Which language レシート is adapted from?

Which language レシート is adapted from?



レシート is supposed to mean receipt. The adaptation of the word looks a bit odd to me. If it comes from English, why does it lose the "p"? Why it uses a "shii" sound instead of a "ce" (to me there are katakana characters which sounds more similar to "ce" than "シー"? Maybe it comes from another language than English where the word is more similar to the sound レシート? Which is it?

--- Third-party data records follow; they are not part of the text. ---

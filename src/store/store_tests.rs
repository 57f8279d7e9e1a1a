use super::*;
use crate::config::NUM_SLOTS;
use crate::error::DisplayModesError;
use crate::layout::{Layout, LogicalMonitorStored, StoredMonitor};
use std::sync::{Arc, Mutex};
use std::time::Duration;
use tempfile::TempDir;

fn layout(name: &str, connector: &str) -> Layout {
    Layout {
        name: name.to_string(),
        logical_monitors: vec![LogicalMonitorStored {
            primary: true,
            monitors: vec![StoredMonitor {
                connector: connector.to_string(),
                mode: "1920x1080@60".to_string(),
                width: 1920,
                height: 1080,
                ..Default::default()
            }],
            ..Default::default()
        }],
        disabled_monitors: vec![],
    }
}

fn store() -> (TempDir, SlotStore) {
    let dir = TempDir::new().unwrap();
    let store = SlotStore::new(dir.path().join("layouts.toml"));
    (dir, store)
}

mod slot_tests {
    use super::*;

    /// Test that a missing file reads as five empty slots
    #[test]
    fn test_missing_file_is_empty() {
        let (_dir, store) = store();
        assert_eq!(store.layouts().unwrap(), vec![String::new(); NUM_SLOTS]);
        assert_eq!(store.usage_counts().unwrap(), vec!["0".to_string(); NUM_SLOTS]);
        assert!(store.entries().unwrap().is_empty());
    }

    #[test]
    fn test_save_and_read_back() {
        let (_dir, store) = store();
        store.save_layout(2, &layout("Desk", "DP-1")).unwrap();

        let entries = store.entries().unwrap();
        assert_eq!(entries.len(), 1);
        assert_eq!(entries[0].slot, 2);
        assert_eq!(entries[0].layout, layout("Desk", "DP-1"));
        assert_eq!(entries[0].usage, 0);
        assert!(store.entry(2).unwrap().is_some());
        assert!(store.entry(0).unwrap().is_none());
    }

    /// Test that the file keeps the documented keys and slot count
    #[test]
    fn test_file_format() {
        let (_dir, store) = store();
        store.save_layout(0, &layout("Desk", "DP-1")).unwrap();

        let text = std::fs::read_to_string(store.path()).unwrap();
        assert!(text.contains("layouts"));
        assert!(text.contains("usage-counts"));
        let value: toml::Value = toml::from_str(&text).unwrap();
        assert_eq!(value["layouts"].as_array().unwrap().len(), NUM_SLOTS);
        assert_eq!(value["usage-counts"].as_array().unwrap().len(), NUM_SLOTS);
    }

    #[test]
    fn test_short_arrays_are_padded() {
        let (_dir, store) = store();
        std::fs::write(store.path(), "layouts = [\"\"]\nusage-counts = [\"4\"]\n").unwrap();

        assert_eq!(store.layouts().unwrap().len(), NUM_SLOTS);
        assert_eq!(store.usage_counts().unwrap()[0], "4");
        assert_eq!(store.usage_counts().unwrap()[4], "0");
    }

    /// Test that malformed slot text is skipped rather than reported
    #[test]
    fn test_malformed_slot_is_skipped() {
        let (_dir, store) = store();
        store
            .set_layouts(vec![
                "{not json".to_string(),
                layout("Desk", "DP-1").to_json().unwrap(),
                r#"{"name":"no monitors key"}"#.to_string(),
            ])
            .unwrap();

        let entries = store.entries().unwrap();
        assert_eq!(entries.len(), 1);
        assert_eq!(entries[0].slot, 1);
    }

    #[test]
    fn test_clear_slot() {
        let (_dir, store) = store();
        store.save_layout(1, &layout("Desk", "DP-1")).unwrap();
        store.clear_slot(1).unwrap();
        assert!(store.entries().unwrap().is_empty());
        assert_eq!(store.layouts().unwrap()[1], "");
    }

    #[test]
    fn test_rename_slot() {
        let (_dir, store) = store();
        store.save_layout(3, &layout("Desk", "DP-1")).unwrap();

        assert!(store.rename_slot(3, "Office").unwrap());
        assert_eq!(store.entry(3).unwrap().unwrap().layout.name, "Office");
        assert!(!store.rename_slot(4, "Nothing here").unwrap());
    }

    #[test]
    fn test_increment_usage() {
        let (_dir, store) = store();
        store.set_usage_counts(vec!["7".to_string(), "junk".to_string()]).unwrap();

        assert_eq!(store.increment_usage(0).unwrap(), 8);
        assert_eq!(store.increment_usage(1).unwrap(), 1);
        assert_eq!(store.usage_counts().unwrap()[..2], ["8".to_string(), "1".to_string()]);
    }

    #[test]
    fn test_slot_out_of_range() {
        let (_dir, store) = store();
        assert!(matches!(
            store.save_layout(NUM_SLOTS, &layout("x", "DP-1")),
            Err(DisplayModesError::InvalidArguments(_))
        ));
        assert!(matches!(store.clear_slot(9), Err(DisplayModesError::InvalidArguments(_))));
        assert!(matches!(store.increment_usage(5), Err(DisplayModesError::InvalidArguments(_))));
    }

    /// Test that subscribers hear about each kind of write
    #[test]
    fn test_subscribers_are_notified() {
        let (_dir, store) = store();
        let events = store.subscribe();

        store.save_layout(0, &layout("Desk", "DP-1")).unwrap();
        store.increment_usage(0).unwrap();
        store.rename_slot(2, "nothing").unwrap();

        assert_eq!(events.try_recv().unwrap(), StoreEvent::LayoutsChanged);
        assert_eq!(events.try_recv().unwrap(), StoreEvent::UsageChanged);
        assert!(events.try_recv().is_err());
    }

    #[test]
    fn test_dropped_subscriber_is_forgotten() {
        let (_dir, store) = store();
        drop(store.subscribe());
        store.clear_slot(0).unwrap();
        store.clear_slot(1).unwrap();
    }
}

mod debounce_tests {
    use super::*;

    type Commits = Arc<Mutex<Vec<(usize, String)>>>;

    fn recorder() -> (Commits, impl Fn(usize, String) + Send + 'static) {
        let commits: Commits = Arc::new(Mutex::new(Vec::new()));
        let sink = commits.clone();
        (commits, move |slot, name| sink.lock().unwrap().push((slot, name)))
    }

    /// Test that a burst of edits to one key commits only the last one
    #[async_std::test]
    async fn test_burst_commits_latest() {
        let (commits, commit) = recorder();
        let debouncer = Debouncer::spawn(Duration::from_millis(50), commit);

        debouncer.push(0, "D".to_string());
        debouncer.push(0, "De".to_string());
        debouncer.push(0, "Desk".to_string());
        async_std::task::sleep(Duration::from_millis(300)).await;

        assert_eq!(*commits.lock().unwrap(), vec![(0, "Desk".to_string())]);
    }

    #[async_std::test]
    async fn test_keys_commit_independently() {
        let (commits, commit) = recorder();
        let debouncer = Debouncer::spawn(Duration::from_millis(50), commit);

        debouncer.push(1, "Office".to_string());
        debouncer.push(0, "Home".to_string());
        async_std::task::sleep(Duration::from_millis(300)).await;

        let mut committed = commits.lock().unwrap().clone();
        committed.sort();
        assert_eq!(committed, vec![(0, "Home".to_string()), (1, "Office".to_string())]);
    }

    /// Test that dropping the debouncer flushes pending edits
    #[async_std::test]
    async fn test_drop_flushes() {
        let (commits, commit) = recorder();
        let debouncer = Debouncer::spawn(Duration::from_secs(60), commit);

        debouncer.push(2, "Travel".to_string());
        drop(debouncer);
        async_std::task::sleep(Duration::from_millis(200)).await;

        assert_eq!(*commits.lock().unwrap(), vec![(2, "Travel".to_string())]);
    }

    /// Test that steady edits to one key do not hold back another key
    #[async_std::test]
    async fn test_windows_are_per_key() {
        let (commits, commit) = recorder();
        let debouncer = Debouncer::spawn(Duration::from_millis(150), commit);

        debouncer.push(1, "Office".to_string());
        for i in 0..8 {
            async_std::task::sleep(Duration::from_millis(30)).await;
            debouncer.push(2, format!("Typing {}", i));
        }

        let committed = commits.lock().unwrap().clone();
        assert_eq!(committed, vec![(1, "Office".to_string())]);
    }

    #[async_std::test]
    async fn test_commit_now_skips_the_window() {
        let (commits, commit) = recorder();
        let debouncer = Debouncer::spawn(Duration::from_secs(60), commit);

        debouncer.push(0, "Desk".to_string());
        debouncer.push(3, "Travel".to_string());
        debouncer.commit_now(0).await;
        debouncer.commit_now(4).await;

        assert_eq!(*commits.lock().unwrap(), vec![(0, "Desk".to_string())]);
    }

    /// Test that close waits until pending edits are committed
    #[async_std::test]
    async fn test_close_waits_for_commits() {
        let (commits, commit) = recorder();
        let debouncer = Debouncer::spawn(Duration::from_secs(60), commit);

        debouncer.push(2, "Travel".to_string());
        debouncer.push(0, "Home".to_string());
        debouncer.close().await;

        assert_eq!(
            *commits.lock().unwrap(),
            vec![(0, "Home".to_string()), (2, "Travel".to_string())]
        );
    }

    #[async_std::test]
    async fn test_commit_into_store() {
        let (_dir, store) = store();
        let store = Arc::new(store);
        store.save_layout(0, &layout("Desk", "DP-1")).unwrap();

        let target = store.clone();
        let debouncer = Debouncer::spawn(Duration::from_millis(30), move |slot: usize, name: String| {
            target.rename_slot(slot, &name).unwrap();
        });
        debouncer.push(0, "Des".to_string());
        debouncer.push(0, "Desk 2".to_string());
        async_std::task::sleep(Duration::from_millis(250)).await;

        assert_eq!(store.entry(0).unwrap().unwrap().layout.name, "Desk 2");
    }
}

As a native English speaker I never pronounce the 'p' in receipt, nor have I heard it pronounced, so I would not expect to see it in a transliteration. As for レシート versus レツート I think the latter is more awkward to pronounce, and personally I think レシート sounds closer to the English anyway.

– user3856370
Sep 17 '18 at 21:10





2 Answers
2



Numerous dictionaries state that レシート is from English receipt. See, for instance, the Dajisen and Daijirin entries visible here at Kotobank (in Japanese), or here at Wiktionary (in English; full disclosure: I edited that entry. See the listed sources there for authoritatively edited materials.).



The English term receipt is pronounced by all native speakers I personally know as something like [[ɹɪˈsiːt]] or [[ɹɛˈsiːt]]. For instance, the ⟨p⟩ in the spelling is not pronounced. Separately, the ⟨ce⟩ in the spelling combines with the ⟨i⟩ to be pronounced as //siː//, not as //seː// nor //ceː// -- the same as in receive.



The Japanese katakana rendering is thus a close approximation of the English pronunciation, ignoring the oddities of the spelling.



For more about the English term, including the pronunciation and a description for where that unpronounced ⟨p⟩ came from, see the Wiktionary entry for receipt.






It probably also helps to know that while シ is romanised as "shi", it's not pronounced exactly like the English word "she", it's a softer sound (and Japanese doesn't have any real way of differentiating the sounds that are in the English words "she" and "sea").

– ConMan
Sep 18 '18 at 1:22






@ConMan: Queue hours of amusement in beginning English classes, as the teacher tries to explain the importance of properly pronouncing, "please sit down..." :D

– Eiríkr Útlendi
Sep 18 '18 at 3:36







@ConMan traditionally, no, Japanese does not distinguish between "she" and "sea", but nowadays I would say most people have no difficulties, that is, between し and スィ.

– bjorn
Sep 18 '18 at 7:22






@EiríkrÚtlendi might be worth mentioning that Japanese tends to always conserve pronunciation over spelling when taking in words or names from abroad, whereas in European languages, it's usually the spelling that is preserved (causing a large shift in the pronunciation over time). Take all your French loanwords for example... Of course, this difference is quite natural considering the Japanese don't use the same scripts.

– bjorn
Sep 18 '18 at 7:26






@bjorn, there may be exceptions to that "always": I've done a good bit of digging, and I cannot find any reason for ココア other than the theory that it was borrowed based on a spelling pronunciation.

– Eiríkr Útlendi
Sep 18 '18 at 15:22



There isn't a one-to-one mapping of Latin-based alphabets to the Japanese writing system. So to answer your question:



'why does it lose the "p"?'



Katakana is syllabic - so when a foreign / loan word is written is Japanese, they typically use the sound of the word (any "spelling" similarity is purely coincidental). This applies to any English word with silent letters, as they will not appear in the phonetic rendering of the word.



When we say receipt in English, phonetically we sound identical to the English word "reseat" too. Sounding something like:



reh-see-t



One aspect / limitation of Japanese is its pronunciation rules - it has a finite list of syllables / Kana to choose from. The "see" sound in the middle of "receipt" is one such absence.



So, in Japanese we end up with (using the Hepburn romanization system):



レ (re) シー (shi) ト (to)



Hepburn (and other systems) standardise the way we spell Japanese syllables. So シ (shi) is pronounced similarly to the English pronoun "she", with a long vowel. English spelling is notoriously inconsistent:



"I did some reading in Reading." etc.



A consequence of having a consistent romanisation system (spelling of syllables) is that it highlights this inconsistency.